*** TASK INPUTS Section Begins ***

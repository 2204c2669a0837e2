//! Document and attachment model.

use crate::error::StoreError;
use crate::revision::Revision;
use serde::{Deserialize, Serialize};
use std::collections::BTreeMap;
use std::fmt;
use uuid::Uuid;

/// Opaque unique key of a document.
///
/// Either caller-supplied (any non-empty string) or store-assigned
/// (a UUIDv4 string) at insert time.
#[derive(Debug, Clone, PartialEq, Eq, PartialOrd, Ord, Hash, Serialize, Deserialize)]
#[serde(transparent)]
pub struct DocumentId(String);

impl DocumentId {
    /// Creates an id from a caller-supplied string.
    ///
    /// # Errors
    ///
    /// Returns [`StoreError::InvalidDocumentId`] for an empty string.
    pub fn new(id: impl Into<String>) -> Result<Self, StoreError> {
        let id = id.into();
        if id.is_empty() {
            return Err(StoreError::InvalidDocumentId("empty id".into()));
        }
        Ok(Self(id))
    }

    /// Generates a fresh store-assigned id.
    #[must_use]
    pub fn generate() -> Self {
        Self(Uuid::new_v4().to_string())
    }

    /// Returns the id as a string slice.
    #[must_use]
    pub fn as_str(&self) -> &str {
        &self.0
    }
}

impl fmt::Display for DocumentId {
    fn fmt(&self, f: &mut fmt::Formatter<'_>) -> fmt::Result {
        f.write_str(&self.0)
    }
}

/// A binary attachment, scoped to its parent document.
///
/// `data` is `None` for a stub: listings return stubs unless attachment
/// payloads were explicitly requested. `length` is always the payload
/// size, stub or not.
#[derive(Debug, Clone, PartialEq, Serialize, Deserialize)]
pub struct Attachment {
    /// Declared content type, e.g. `image/png`.
    pub content_type: String,
    /// Binary payload. `None` when this is a stub.
    pub data: Option<Vec<u8>>,
    /// Payload size in bytes.
    pub length: u64,
}

impl Attachment {
    /// Creates an attachment with an inline payload.
    pub fn new(content_type: impl Into<String>, data: Vec<u8>) -> Self {
        let length = data.len() as u64;
        Self {
            content_type: content_type.into(),
            data: Some(data),
            length,
        }
    }

    /// Returns a stub copy without the payload.
    #[must_use]
    pub fn stub(&self) -> Self {
        Self {
            content_type: self.content_type.clone(),
            data: None,
            length: self.length,
        }
    }

    /// Returns true if the payload is present.
    #[must_use]
    pub fn has_data(&self) -> bool {
        self.data.is_some()
    }
}

/// A document as stored and replicated.
///
/// Mutation is full-document replace: callers fetch, modify and write the
/// whole document back, echoing the revision from the read.
#[derive(Debug, Clone, PartialEq, Serialize, Deserialize)]
pub struct Document {
    id: DocumentId,
    /// `None` only for documents not yet written to a store.
    rev: Option<Revision>,
    /// Title text.
    pub title: String,
    /// Description / content text.
    pub body: String,
    /// Creation timestamp, ISO-8601. Assigned at insert when empty.
    pub created_at: String,
    /// Attachments by name.
    pub attachments: BTreeMap<String, Attachment>,
}

impl Document {
    /// Creates a document with the given id and no revision.
    pub fn with_id(id: DocumentId, title: impl Into<String>, body: impl Into<String>) -> Self {
        Self {
            id,
            rev: None,
            title: title.into(),
            body: body.into(),
            created_at: String::new(),
            attachments: BTreeMap::new(),
        }
    }

    /// Returns the document id.
    #[must_use]
    pub fn id(&self) -> &DocumentId {
        &self.id
    }

    /// Returns the current revision, if the document has been stored.
    #[must_use]
    pub fn rev(&self) -> Option<&Revision> {
        self.rev.as_ref()
    }

    /// Sets the revision. Used by the store after a committed write.
    pub(crate) fn set_rev(&mut self, rev: Revision) {
        self.rev = Some(rev);
    }

    /// Returns a copy carrying the given revision.
    ///
    /// Used by replication tooling when reconstructing documents from the
    /// wire; normal callers receive revisions from the store.
    #[must_use]
    pub fn with_rev(mut self, rev: Revision) -> Self {
        self.rev = Some(rev);
        self
    }

    /// Returns the attachment names in name order.
    pub fn attachment_names(&self) -> Vec<String> {
        self.attachments.keys().cloned().collect()
    }

    /// Returns a copy with attachment payloads replaced by stubs.
    #[must_use]
    pub fn with_attachment_stubs(&self) -> Self {
        let mut doc = self.clone();
        for attachment in doc.attachments.values_mut() {
            *attachment = attachment.stub();
        }
        doc
    }

    /// Returns the named field used by search and indexing.
    pub(crate) fn field(&self, name: &str) -> Option<&str> {
        match name {
            "title" => Some(&self.title),
            "body" => Some(&self.body),
            "created_at" => Some(&self.created_at),
            _ => None,
        }
    }
}

/// Input for inserting a new document.
#[derive(Debug, Clone, Default)]
pub struct NewDocument {
    /// Caller-supplied id, or `None` for a store-assigned one.
    pub id: Option<DocumentId>,
    /// Title text.
    pub title: String,
    /// Description / content text.
    pub body: String,
    /// Creation timestamp; assigned by the store when empty.
    pub created_at: String,
}

impl NewDocument {
    /// Creates an insert request with a store-assigned id.
    pub fn new(title: impl Into<String>, body: impl Into<String>) -> Self {
        Self {
            id: None,
            title: title.into(),
            body: body.into(),
            created_at: String::new(),
        }
    }

    /// Sets a caller-supplied id.
    #[must_use]
    pub fn with_id(mut self, id: DocumentId) -> Self {
        self.id = Some(id);
        self
    }

    /// Sets an explicit creation timestamp.
    #[must_use]
    pub fn with_created_at(mut self, created_at: impl Into<String>) -> Self {
        self.created_at = created_at.into();
        self
    }
}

*** TASK INPUTS Section Ends ***

### EXERCISE
From the first line of the listing above through the line that contains "an inline payload.", retype every line exactly, and write nothing else.

### OUTPUT OF THE EXERCISE
repository 2204c2669a0837e2
//! Document and attachment model.

use crate::error::StoreError;
use crate::revision::Revision;
use serde::{Deserialize, Serialize};
use std::collections::BTreeMap;
use std::fmt;
use uuid::Uuid;

/// Opaque unique key of a document.
///
/// Either caller-supplied (any non-empty string) or store-assigned
/// (a UUIDv4 string) at insert time.
#[derive(Debug, Clone, PartialEq, Eq, PartialOrd, Ord, Hash, Serialize, Deserialize)]
#[serde(transparent)]
pub struct DocumentId(String);

impl DocumentId {
    /// Creates an id from a caller-supplied string.
    ///
    /// # Errors
    ///
    /// Returns [`StoreError::InvalidDocumentId`] for an empty string.
    pub fn new(id: impl Into<String>) -> Result<Self, StoreError> {
        let id = id.into();
        if id.is_empty() {
            return Err(StoreError::InvalidDocumentId("empty id".into()));
        }
        Ok(Self(id))
    }

    /// Generates a fresh store-assigned id.
    #[must_use]
    pub fn generate() -> Self {
        Self(Uuid::new_v4().to_string())
    }

    /// Returns the id as a string slice.
    #[must_use]
    pub fn as_str(&self) -> &str {
        &self.0
    }
}

impl fmt::Display for DocumentId {
    fn fmt(&self, f: &mut fmt::Formatter<'_>) -> fmt::Result {
        f.write_str(&self.0)
    }
}

/// A binary attachment, scoped to its parent document.
///
/// `data` is `None` for a stub: listings return stubs unless attachment
/// payloads were explicitly requested. `length` is always the payload
/// size, stub or not.
#[derive(Debug, Clone, PartialEq, Serialize, Deserialize)]
pub struct Attachment {
    /// Declared content type, e.g. `image/png`.
    pub content_type: String,
    /// Binary payload. `None` when this is a stub.
    pub data: Option<Vec<u8>>,
    /// Payload size in bytes.
    pub length: u64,
}

impl Attachment {
    /// Creates an attachment with an inline payload.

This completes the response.